Summary
It’s obviously terrible and less interesting than the second one, which is saying a lot, but even bothering to criticize a review-proof movie like The Next 365 Days seems like a waste of everyone’s time at this point.
Sometimes, being a film and TV critic means watching softcore Polish erotica at 8 am, and it was while tuning into The Next 365 Days that I had a thought – two, actually. The first was that these films are essentially review-proof, which I pointed out in my review of the previous one and remains equally true here. But the second was that I kind of got it. At this point, I think I understand what the appeal is about these deeply silly movies, and I also think it’s a waste of time to critique them on the level that you ordinarily would.
It’s easy to dismiss everything to do with 365 Days on a moral level – they’re still about deeply unhealthy ideas of sex and relationships – and a technical one since they are really atrociously written and plotted if you stop to think about it for even a second. But why stop to think about it? That’s my job, sure, but of the presumably millions of people who will stream this on Netflix, none of them will give a single Frenchman’s f*ck about any of this. Why should they?
Erotica is about escapism. It’s a vision of sexuality that is, by design, unrealistic. It’s designed to cater to those ideas that are just acceptable enough for you to hold but dodgy enough that they’re unlikely to be feasible in your real life. It felt purely aesthetic at first – Laura gets to have her cake and eat it, more so in this movie than either of the previous two. The cakes in this analogy are two absurdly handsome, mutually dangerous men. But at one point in The Next 365 Days, Laura lures Massimo away from a meeting just by strutting past him, and it occurred to me that is the real point: Power. Even the most authoritative of men can’t put business first in this fantasy.
I’m rambling about this because you can’t just smugly discount popularity of this scale in that know-it-all way critics usually do, but also because there’s even less plot to this movie than there usually is, which is something of an achievement. After recovering from her gunshot at the end of the previous movie, Laura has stayed with Massimo but can’t stop having sex dreams about Nacho, and before long, we’re in proper love triangle territory, with Laura understandably unable to decide between her two suitors. There’s a lot of contrivances and hammy dialogue and perhaps even more sex montages than ever – again, quite an achievement.
The previous movie in this franchise wasn’t any good, but it felt like it was building towards something. The Next 365 Days squanders virtually all of that by sweeping the gangster plot out of the frame and focusing instead purely on the romance, though perhaps romance isn’t quite the right word. The plentiful sex scenes are even starting to feel tedious, though if you’re really feeling charitable you can at least point out the use of juxtaposition – all ferocious and primal with Massimo, all tender and appreciative with Nacho – to highlight Laura’s internal dilemma and conflicted feelings. That’s a proper filmmaking technique. It just isn’t in a proper film.
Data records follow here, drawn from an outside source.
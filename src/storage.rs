use eyre::{Result, WrapErr};
use std::path::Path;
use tokio::{fs, io::AsyncWriteExt};

/// Append `content` to `path`, creating the file and its parent directory.
///
/// The block goes out in a single `write_all` on an `O_APPEND` handle, so
/// concurrent writers don't interleave inside a block.
pub async fn append_file(path: &Path, content: &str) -> Result<()> {
    if let Some(parent) = path.parent() {
        fs::create_dir_all(parent)
            .await
            .wrap_err_with(|| format!("creating {}", parent.display()))?;
    }

    let mut file = fs::OpenOptions::new()
        .create(true)
        .append(true)
        .open(path)
        .await
        .wrap_err_with(|| format!("opening {}", path.display()))?;

    file.write_all(content.as_bytes()).await?;
    file.flush().await?;
    Ok(())
}

/// Non-empty, non-comment lines of a text file. Missing file reads as empty.
pub async fn read_lines(path: &Path) -> Result<Vec<String>> {
    let text = match fs::read_to_string(path).await {
        Ok(t) => t,
        Err(e) if e.kind() == std::io::ErrorKind::NotFound => return Ok(Vec::new()),
        Err(e) => return Err(e).wrap_err_with(|| format!("reading {}", path.display())),
    };

    Ok(text
        .lines()
        .map(str::trim)
        .filter(|l| !l.is_empty() && !l.starts_with('#'))
        .map(str::to_string)
        .collect())
}
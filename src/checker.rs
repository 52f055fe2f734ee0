use std::path::PathBuf;
use tracing::{debug, error};

use crate::account::parse_account_data;
use crate::rabby::RabbyClient;
use crate::report::{self, Bucket};

/// Runs one account through extract → fetch → report.
pub struct Checker {
    rabby: RabbyClient,
    results_dir: PathBuf,
}

impl Checker {
    pub fn new(rabby: RabbyClient, results_dir: impl Into<PathBuf>) -> Self {
        Self {
            rabby,
            results_dir: results_dir.into(),
        }
    }

    /// Returns the bucket the report was filed under, `None` if the account
    /// was skipped.
    pub async fn check_account(&self, account_data: &str) -> Option<Bucket> {
        let account = match parse_account_data(account_data) {
            Ok(acc) => acc,
            Err(e) => {
                error!("{}", e);
                return None;
            }
        };

        self.check_address(account_data, &account.address.to_string())
            .await
    }

    pub async fn check_address(&self, account_data: &str, address: &str) -> Option<Bucket> {
        let result = match self.rabby.get_total_balance(address).await {
            Ok(r) => r,
            Err(e) => {
                error!("{} | {}", address, e);
                return None;
            }
        };

        match report::write_report(&self.results_dir, account_data, address, result).await {
            Ok((bucket, path)) => {
                debug!("{} | appended to {}", address, path.display());
                Some(bucket)
            }
            Err(e) => {
                error!("{} | Failed to write report: {:?}", address, e);
                None
            }
        }
    }
}
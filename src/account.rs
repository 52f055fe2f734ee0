// src/account.rs
use alloy::primitives::Address;
use alloy::signers::local::{coins_bip39::English, MnemonicBuilder, PrivateKeySigner};
use thiserror::Error;

#[derive(Debug, Error)]
pub enum AccountError {
    #[error("{0} | Invalid private key: {1}")]
    InvalidPrivateKey(String, String),

    #[error("{0} | Invalid mnemonic: {1}")]
    InvalidMnemonic(String, String),

    #[error("{0} | Unrecognized account data")]
    Unrecognized(String),
}

/// What a raw account line resolved to
#[derive(Debug, Clone)]
pub struct AccountData {
    pub address: Address,
    #[allow(dead_code)]
    pub private_key: Option<String>,
    #[allow(dead_code)]
    pub mnemonic: Option<String>,
}

const MNEMONIC_LENGTHS: [usize; 5] = [12, 15, 18, 21, 24];

fn is_hex(s: &str) -> bool {
    s.chars().all(|c| c.is_ascii_hexdigit())
}

/// Resolve an address, private key or seed phrase to the wallet address.
pub fn parse_account_data(raw: &str) -> Result<AccountData, AccountError> {
    let data = raw.trim();
    let body = data
        .strip_prefix("0x")
        .or_else(|| data.strip_prefix("0X"))
        .unwrap_or(data);

    // plain address
    if body.len() == 40 && is_hex(body) && body.len() != data.len() {
        let address = data
            .parse::<Address>()
            .map_err(|_| AccountError::Unrecognized(data.to_string()))?;
        return Ok(AccountData {
            address,
            private_key: None,
            mnemonic: None,
        });
    }

    if body.len() == 64 && is_hex(body) {
        let signer = body
            .parse::<PrivateKeySigner>()
            .map_err(|e| AccountError::InvalidPrivateKey(data.to_string(), e.to_string()))?;
        return Ok(AccountData {
            address: signer.address(),
            private_key: Some(format!("0x{body}")),
            mnemonic: None,
        });
    }

    let words: Vec<&str> = data.split_whitespace().collect();
    if MNEMONIC_LENGTHS.contains(&words.len()) {
        let phrase = words.join(" ");
        let signer = MnemonicBuilder::<English>::default()
            .phrase(phrase.as_str())
            .index(0u32)
            .and_then(|b| b.build())
            .map_err(|e| AccountError::InvalidMnemonic(data.to_string(), e.to_string()))?;
        let key = hex::encode(signer.credential().to_bytes());
        return Ok(AccountData {
            address: signer.address(),
            private_key: Some(format!("0x{key}")),
            mnemonic: Some(phrase),
        });
    }

    Err(AccountError::Unrecognized(data.to_string()))
}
Weirdly, though, I don’t think this not being a “proper” film is even a criticism at this point. People who are into it aren’t looking for plot coherency, character development, snappy writing, or even convincing acting, at least not beyond these people being believably attracted to one another, which is the only acting that seems to matter. Nobody’s looking for Casablanca here. And while they certainly won’t find it, either way, they will find pretty much exactly what they’re looking for.